TASK BRIEF =
Scan the records for the word "after". Return each line where it is found.

Recorded data

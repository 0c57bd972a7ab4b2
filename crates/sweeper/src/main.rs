use std::sync::Arc;
use std::time::Duration;

use courier_common::config::AppConfig;
use courier_common::db;
use courier_engine::registry::PgDeviceRegistry;
use courier_engine::sweeper::{RetentionSweeper, SweeperConfig};

#[tokio::main]
async fn main() -> anyhow::Result<()> {
    // Initialize tracing
    tracing_subscriber::fmt()
        .with_env_filter(
            tracing_subscriber::EnvFilter::try_from_default_env()
                .unwrap_or_else(|_| "courier_sweeper=info,courier_engine=info".into()),
        )
        .json()
        .init();

    tracing::info!("Courier device sweeper starting...");

    // Load configuration
    let config = AppConfig::from_env()?;

    // Connect to database
    let pool = db::create_pool(&config.database_url, config.db_max_connections).await?;
    db::run_migrations(&pool).await?;

    let sweeper = RetentionSweeper::new(
        Arc::new(PgDeviceRegistry::new(pool)),
        SweeperConfig::from_days(
            config.device_disabled_retention_days,
            config.device_deleted_retention_days,
        ),
    );

    // Cron-driven deployments run a single pass
    if config.sweeper_run_once {
        let report = sweeper.sweep().await;
        tracing::info!(
            soft_deleted = report.soft_deleted,
            hard_deleted = report.hard_deleted,
            errors = report.errors,
            "Single sweep complete"
        );
        return Ok(());
    }

    // Run with graceful shutdown on Ctrl+C
    tokio::select! {
        _ = sweeper.run(Duration::from_secs(config.sweeper_interval_secs.max(1))) => {}
        _ = tokio::signal::ctrl_c() => {
            tracing::info!("Received shutdown signal, stopping gracefully...");
        }
    }

    tracing::info!("Courier device sweeper stopped.");
    Ok(())
}
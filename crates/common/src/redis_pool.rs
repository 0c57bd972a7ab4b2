use redis::Client;
use redis::aio::ConnectionManager;

/// Create a Redis connection manager for async operations.
///
/// The manager reconnects on its own; callers clone it freely.
pub async fn create_redis_pool(redis_url: &str) -> anyhow::Result<ConnectionManager> {
    let client = Client::open(redis_url)?;
    let manager = ConnectionManager::new(client).await?;

    tracing::info!("Connected to Redis");
    Ok(manager)
}
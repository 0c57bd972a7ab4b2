//! Gateway contract shared by the dispatcher and concrete transports.

use async_trait::async_trait;
use serde::{Deserialize, Serialize};
use thiserror::Error;

/// One push addressed to one token.
#[derive(Debug, Clone, PartialEq, Eq, Serialize, Deserialize)]
pub struct PushMessage {
    pub token: String,
    pub title: String,
    pub body: String,
    #[serde(skip_serializing_if = "Option::is_none")]
    pub link_url: Option<String>,
}

/// Why the gateway refused a token for good.
#[derive(Debug, Clone, Copy, PartialEq, Eq)]
pub enum InvalidReason {
    InvalidToken,
    Unregistered,
}

impl InvalidReason {
    /// Stored as the device's `disabled_reason`.
    pub fn as_str(&self) -> &'static str {
        match self {
            InvalidReason::InvalidToken => "INVALID_TOKEN",
            InvalidReason::Unregistered => "UNREGISTERED",
        }
    }
}

impl std::fmt::Display for InvalidReason {
    fn fmt(&self, f: &mut std::fmt::Formatter<'_>) -> std::fmt::Result {
        f.write_str(self.as_str())
    }
}

/// Per-token result of a batch send.
#[derive(Debug, Clone, PartialEq, Eq)]
pub enum PushOutcome {
    Ok,
    /// The token will never work again; the device should be disabled.
    InvalidToken(InvalidReason),
    /// Timeout, rate limit or similar. The message is dropped.
    TransientFailure(String),
}

#[derive(Debug, Clone, PartialEq, Eq)]
pub struct TokenResult {
    pub token: String,
    pub outcome: PushOutcome,
}

impl TokenResult {
    pub fn new(token: impl Into<String>, outcome: PushOutcome) -> Self {
        Self {
            token: token.into(),
            outcome,
        }
    }
}

/// Batch-level failure: the call as a whole did not go through.
#[derive(Debug, Error)]
pub enum GatewayError {
    #[error("Gateway unavailable: {0}")]
    Unavailable(String),

    #[error("Gateway rejected batch: {0}")]
    Rejected(String),

    #[error("Gateway response could not be decoded: {0}")]
    Decode(String),
}

/// External push gateway (FCM, APNs relay, Web Push relay, ...).
///
/// Implementations do not retry; delivery is at-most-once per send.
#[async_trait]
pub trait PushGateway: Send + Sync {
    /// Largest batch a single [`PushGateway::send`] call accepts.
    fn max_batch_size(&self) -> usize;

    /// Send a batch and report one outcome per token.
    async fn send(&self, batch: &[PushMessage]) -> Result<Vec<TokenResult>, GatewayError>;
}
//! Push gateway delivery.
//!
//! The dispatcher only talks to [`PushGateway`]; the concrete transport lives
//! behind it. [`HttpPushGateway`] posts batches to a JSON gateway endpoint.

pub mod gateway;
pub mod http;

pub use gateway::{GatewayError, InvalidReason, PushGateway, PushMessage, PushOutcome, TokenResult};
pub use http::HttpPushGateway;
//! Push dispatcher — turns released push intents into gateway calls.
//!
//! For one request:
//! 1. Resolve enabled devices of the recipients via the registry
//! 2. Split the distinct tokens into gateway-sized batches
//! 3. Send batches concurrently (bounded)
//! 4. Feed per-token outcomes back into the registry
//!
//! Nothing here returns an error to a caller. The originating transaction has
//! already committed; failures are logged and counted in the [`DispatchReport`].

use std::collections::HashSet;
use std::sync::Arc;

use tokio::sync::Semaphore;
use tokio::task::{JoinHandle, JoinSet};

use courier_common::types::NotificationDispatchRequest;
use courier_notifier::{PushGateway, PushMessage, PushOutcome};

use crate::bus::DispatchReceiver;
use crate::registry::DeviceRegistry;

/// Default gateway batch size.
const DEFAULT_BATCH_SIZE: usize = 500;

/// Default number of batches in flight at once.
const DEFAULT_MAX_CONCURRENT_BATCHES: usize = 4;

#[derive(Debug, Clone)]
pub struct DispatcherConfig {
    /// Upper bound on tokens per gateway call; capped by the gateway's own limit
    pub batch_size: usize,
    pub max_concurrent_batches: usize,
}

impl Default for DispatcherConfig {
    fn default() -> Self {
        Self {
            batch_size: DEFAULT_BATCH_SIZE,
            max_concurrent_batches: DEFAULT_MAX_CONCURRENT_BATCHES,
        }
    }
}

/// What happened to one dispatch request.
#[derive(Debug, Clone, Default, PartialEq, Eq)]
pub struct DispatchReport {
    /// Distinct tokens targeted
    pub devices: usize,
    pub batches: usize,
    pub failed_batches: usize,
    pub delivered: usize,
    /// Tokens the gateway reported invalid or unregistered
    pub invalidated: usize,
    /// Tokens dropped after a transient per-token failure
    pub transient: usize,
}

impl DispatchReport {
    fn merge(&mut self, other: DispatchReport) {
        self.failed_batches += other.failed_batches;
        self.delivered += other.delivered;
        self.invalidated += other.invalidated;
        self.transient += other.transient;
    }
}

pub struct PushDispatcher {
    registry: Arc<dyn DeviceRegistry>,
    gateway: Arc<dyn PushGateway>,
    batch_size: usize,
    limiter: Arc<Semaphore>,
}

impl PushDispatcher {
    pub fn new(
        registry: Arc<dyn DeviceRegistry>,
        gateway: Arc<dyn PushGateway>,
        config: DispatcherConfig,
    ) -> Self {
        let batch_size = config
            .batch_size
            .min(gateway.max_batch_size())
            .max(1);
        Self {
            registry,
            gateway,
            batch_size,
            limiter: Arc::new(Semaphore::new(config.max_concurrent_batches.max(1))),
        }
    }

    /// Deliver one request. Never fails; see [`DispatchReport`].
    pub async fn dispatch(&self, request: &NotificationDispatchRequest) -> DispatchReport {
        let mut report = DispatchReport::default();

        let devices = match self
            .registry
            .list_enabled_devices(request.recipient_user_ids())
            .await
        {
            Ok(devices) => devices,
            Err(e) => {
                tracing::warn!(
                    recipients = request.recipient_user_ids().len(),
                    error = %e,
                    "Could not resolve push devices, dispatch skipped"
                );
                return report;
            }
        };

        // Send each token once.
        let mut seen = HashSet::new();
        let messages: Vec<PushMessage> = devices
            .into_iter()
            .filter(|d| seen.insert(d.push_token.clone()))
            .map(|d| PushMessage {
                token: d.push_token,
                title: request.title.clone(),
                body: request.body.clone(),
                link_url: request.link_url.clone(),
            })
            .collect();

        if messages.is_empty() {
            tracing::debug!(
                recipients = request.recipient_user_ids().len(),
                "No enabled devices for recipients"
            );
            return report;
        }

        report.devices = messages.len();

        let mut batches = JoinSet::new();
        for (index, chunk) in messages.chunks(self.batch_size).enumerate() {
            let permit = match self.limiter.clone().acquire_owned().await {
                Ok(permit) => permit,
                Err(_) => break,
            };
            let gateway = self.gateway.clone();
            let registry = self.registry.clone();
            let batch = chunk.to_vec();

            batches.spawn(async move {
                let _permit = permit;
                Self::send_batch(gateway.as_ref(), registry.as_ref(), index, batch).await
            });
            report.batches += 1;
        }

        while let Some(joined) = batches.join_next().await {
            match joined {
                Ok(batch_report) => report.merge(batch_report),
                Err(e) => {
                    tracing::error!(error = %e, "Push batch task aborted");
                    report.failed_batches += 1;
                }
            }
        }

        report
    }

    async fn send_batch(
        gateway: &dyn PushGateway,
        registry: &dyn DeviceRegistry,
        index: usize,
        batch: Vec<PushMessage>,
    ) -> DispatchReport {
        let mut report = DispatchReport::default();

        let results = match gateway.send(&batch).await {
            Ok(results) => results,
            Err(e) => {
                tracing::warn!(
                    batch = index,
                    tokens = batch.len(),
                    error = %e,
                    "Gateway batch failed, messages dropped"
                );
                report.failed_batches = 1;
                return report;
            }
        };

        for result in results {
            match result.outcome {
                PushOutcome::Ok => report.delivered += 1,
                PushOutcome::InvalidToken(reason) => {
                    report.invalidated += 1;
                    if let Err(e) = registry.disable_by_token(&result.token, reason.as_str()).await {
                        tracing::warn!(
                            batch = index,
                            reason = %reason,
                            error = %e,
                            "Failed to disable invalid push token"
                        );
                    }
                }
                PushOutcome::TransientFailure(detail) => {
                    report.transient += 1;
                    tracing::debug!(batch = index, detail = %detail, "Push dropped after transient failure");
                }
            }
        }

        report
    }

    /// Consume released requests in arrival order until the queue closes.
    pub async fn run(self, mut receiver: DispatchReceiver) {
        tracing::info!(batch_size = self.batch_size, "Push dispatcher started");

        while let Some(request) = receiver.recv().await {
            let report = self.dispatch(&request).await;
            tracing::info!(
                recipients = request.recipient_user_ids().len(),
                devices = report.devices,
                batches = report.batches,
                failed_batches = report.failed_batches,
                delivered = report.delivered,
                invalidated = report.invalidated,
                transient = report.transient,
                "Push dispatch finished"
            );
        }

        tracing::info!("Dispatch queue closed, push dispatcher stopped");
    }

    /// Run the worker on its own task.
    pub fn spawn(self, receiver: DispatchReceiver) -> JoinHandle<()> {
        tokio::spawn(self.run(receiver))
    }
}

RESPONSE BELOW =
    /// Tokens dropped after a transient per-token failure
                    tracing::debug!(batch = index, detail = %detail, "Push dropped after transient failure");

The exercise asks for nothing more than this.